[Resenha] George e o Segredo do Universo, de Lucy e Stephen Hawking

Capa do livro

Quem de dera ter lido esse livro quando tivesse uns 10 anos de idade, talvez eu seria uma pessoa melhor. George é uma típica criança que mora com seus pais que são ativistas ambientais. Eles vivem numa espécie de sítio, com horta, gado e gerador elétrico caseiro. Seus pais fazem o possível para evitar equipamentos tecnológicos e afins, pois acreditam piamente que estes dispositivos são a causa da degradação do meio ambiente. George é uma criança cheia de curiosidades e seu maior sonho era ganhar um computador de presente, mas acabou ganhando um porquinho o que no fim das contas acabou levando ele a conseguir o tão desejado computador, mas não cabe aqui contar como se passa essa parte da história.

Anne é a vizinha de George, e é uma personagem bastante autêntica, cheia de estórias grandiosas, não necessariamente verdadeiras. Dona de uma mente incrível e imaginativa, porém pouco explorada nesse livro curtinho de apenas 306 páginas. A menina é filha do cientista Eric e sua mãe é professora de música.

O livro traz informações bastante interessantes a respeito do universo ao mesmo tempo que aborda a ética na conduta dos cientistas. Eric, um cientista que possui um supercomputador, introduz George ao mundo científico e induz o garoto a fazer um juramento que consiste basicamente em usar os seus conhecimentos para o bem da humanidade, jamais para o mal. O livro não entra diretamente no mérito do que é bom ou ruim para a humanidade, mas de forma contextualizada mostra que usar a ciência para interesses próprios pode trazer consequências ruins.

Ele também desmistifica a ideia de que o avanço tecnológico contribui para a degradação do meio ambiente, e que tecnologia e sustentabilidade podem ser amigas, bem como os pais de George e Anne. A figura do pai de George representa a preocupação com medidas sustentáveis, e a figura do pai de Anne faz alusão à ciência com todo o seu potencial construtivo e também destrutivo.
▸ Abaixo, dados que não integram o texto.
//! Storage-backed registry.

use crate::confirmation::{confirm, Confirmation};
use crate::errors::*;
use crate::{RegistrationRequest, Registry, VaultRegistry};
use async_trait::async_trait;
use cvault_files::{AccessGrant, Digest, RegistrationRecord};
use cvault_storage::Storage;
use cvault_types::{Clock, OwnerId, SystemClock};
use std::sync::Arc;
use tracing::{debug, info};

/// Registry enforcing the vault rules over a [`Storage`] backend.
pub struct LedgerRegistry<S: ?Sized = dyn Storage> {
    storage: Arc<S>,
    clock: Arc<dyn Clock>,
}

impl<S: Storage + ?Sized> LedgerRegistry<S> {
    pub fn new(storage: Arc<S>) -> Self {
        Self::with_clock(storage, Arc::new(SystemClock))
    }

    pub fn with_clock(storage: Arc<S>, clock: Arc<dyn Clock>) -> Self {
        Self { storage, clock }
    }

    pub fn storage(&self) -> &Arc<S> {
        &self.storage
    }

    pub fn now(&self) -> u64 {
        self.clock.now_secs()
    }

    pub fn record_count(&self) -> Result<u64> {
        Ok(self.storage.record_count()?)
    }

    /// Load a record and check that `caller` owns it.
    fn owned_record(&self, caller: &OwnerId, digest: &Digest) -> Result<RegistrationRecord> {
        let record = self
            .storage
            .get_record(digest)?
            .ok_or(RegistryError::NotFound { digest: *digest })?;
        if &record.owner != caller {
            return Err(RegistryError::NotOwner {
                caller: caller.clone(),
            });
        }
        Ok(record)
    }
}

#[async_trait]
impl<S: Storage + ?Sized> Registry for LedgerRegistry<S> {
    async fn exists(&self, digest: &Digest) -> Result<bool> {
        Ok(self.storage.get_record(digest)?.is_some())
    }

    async fn register(&self, request: RegistrationRequest) -> Result<Confirmation> {
        let now = self.now();
        let record = request.into_record(now);
        record.validate().map_err(RegistryError::InvalidInput)?;

        if !self.storage.insert_record(&record)? {
            debug!(digest = %record.digest.short(), "registration lost to an existing record");
            return Err(RegistryError::AlreadyExists {
                digest: record.digest,
            });
        }

        let owner = record.owner.to_string();
        let confirmation = confirm(
            self.storage.as_ref(),
            now,
            "register",
            &[
                record.digest.as_bytes(),
                record.locator.as_str().as_bytes(),
                owner.as_bytes(),
            ],
        )?;
        info!(
            digest = %record.digest.short(),
            locator = %record.locator.prefix(12),
            owner = %record.owner,
            tx = %confirmation.tx_id,
            "file registered"
        );
        Ok(confirmation)
    }

    async fn get(&self, digest: &Digest) -> Result<Option<RegistrationRecord>> {
        Ok(self.storage.get_record(digest)?)
    }
}

#[async_trait]
impl<S: Storage + ?Sized> VaultRegistry for LedgerRegistry<S> {
    async fn list_by_owner(&self, owner: &OwnerId) -> Result<Vec<RegistrationRecord>> {
        Ok(self.storage.list_records_by_owner(owner)?)
    }

    async fn remove(&self, caller: &OwnerId, digest: &Digest) -> Result<Confirmation> {
        self.owned_record(caller, digest)?;
        self.storage.remove_record(digest)?;
        let confirmation = confirm(
            self.storage.as_ref(),
            self.now(),
            "remove",
            &[digest.as_bytes()],
        )?;
        info!(digest = %digest.short(), "file removed");
        Ok(confirmation)
    }

    async fn transfer(
        &self,
        caller: &OwnerId,
        digest: &Digest,
        to: &OwnerId,
    ) -> Result<Confirmation> {
        if to == caller {
            return Err(RegistryError::CannotTransferToSelf);
        }
        // A concurrent remove or transfer makes the swap fail; reloading
        // turns that into NotFound or NotOwner.
        loop {
            let current = self.owned_record(caller, digest)?;
            let moved = RegistrationRecord {
                owner: to.clone(),
                ..current.clone()
            };
            if self.storage.replace_record(&current, &moved)? {
                break;
            }
            debug!(digest = %digest.short(), "record changed during transfer, reloading");
        }

        let to_text = to.to_string();
        let confirmation = confirm(
            self.storage.as_ref(),
            self.now(),
            "transfer",
            &[digest.as_bytes(), to_text.as_bytes()],
        )?;
        info!(digest = %digest.short(), from = %caller, to = %to, "file transferred");
        Ok(confirmation)
    }

    async fn grant_access(
        &self,
        caller: &OwnerId,
        digest: &Digest,
        grantee: &OwnerId,
        expires_at: u64,
    ) -> Result<Confirmation> {
        self.owned_record(caller, digest)?;
        if grantee == caller {
            return Err(RegistryError::CannotGrantToOwner);
        }
        let now = self.now();
        if expires_at <= now {
            return Err(RegistryError::InvalidExpiration { expires_at, now });
        }

        self.storage.put_grant(&AccessGrant {
            digest: *digest,
            grantee: grantee.clone(),
            expires_at,
            granted_at: now,
        })?;

        let grantee_text = grantee.to_string();
        let confirmation = confirm(
            self.storage.as_ref(),
            now,
            "grant_access",
            &[
                digest.as_bytes(),
                grantee_text.as_bytes(),
                &expires_at.to_be_bytes(),
            ],
        )?;
        info!(digest = %digest.short(), grantee = %grantee, expires_at, "access granted");
        Ok(confirmation)
    }

    async fn revoke_access(
        &self,
        caller: &OwnerId,
        digest: &Digest,
        grantee: &OwnerId,
    ) -> Result<Confirmation> {
        self.owned_record(caller, digest)?;
        if !self.storage.remove_grant(digest, grantee)? {
            return Err(RegistryError::NoExistingAccess {
                grantee: grantee.clone(),
            });
        }

        let grantee_text = grantee.to_string();
        let confirmation = confirm(
            self.storage.as_ref(),
            self.now(),
            "revoke_access",
            &[digest.as_bytes(), grantee_text.as_bytes()],
        )?;
        info!(digest = %digest.short(), grantee = %grantee, "access revoked");
        Ok(confirmation)
    }

    async fn has_access(&self, digest: &Digest, who: &OwnerId) -> Result<bool> {
        let record = self
            .storage
            .get_record(digest)?
            .ok_or(RegistryError::NotFound { digest: *digest })?;
        if &record.owner == who {
            return Ok(true);
        }
        let now = self.now();
        Ok(self
            .storage
            .get_grant(digest, who)?
            .map(|g| g.is_active(now))
            .unwrap_or(false))
    }

    async fn list_grants(&self, digest: &Digest) -> Result<Vec<AccessGrant>> {
        if self.storage.get_record(digest)?.is_none() {
            return Err(RegistryError::NotFound { digest: *digest });
        }
        let now = self.now();
        Ok(self
            .storage
            .list_grants(digest)?
            .into_iter()
            .filter(|g| g.is_active(now))
            .collect())
    }
}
A atenção do livro é voltada para as descobertas de George a respeito do universo, e a cada descoberta o livro nos traz belíssimas imagens e textos informativos bastante elucidativos e de fácil compreensão. A editora caprichou na capa muito bonitinha com uma moldura metálica e a parte interna da capa com a imagem de uma nebulosa ficou encantadora. Apesar do gênero ser infanto-juvenil, é um livro que vale a pena ser lido mesmo que já se tenha passado dos 20, ou ainda que já se tenha filhos é uma ótima ideia ler com eles.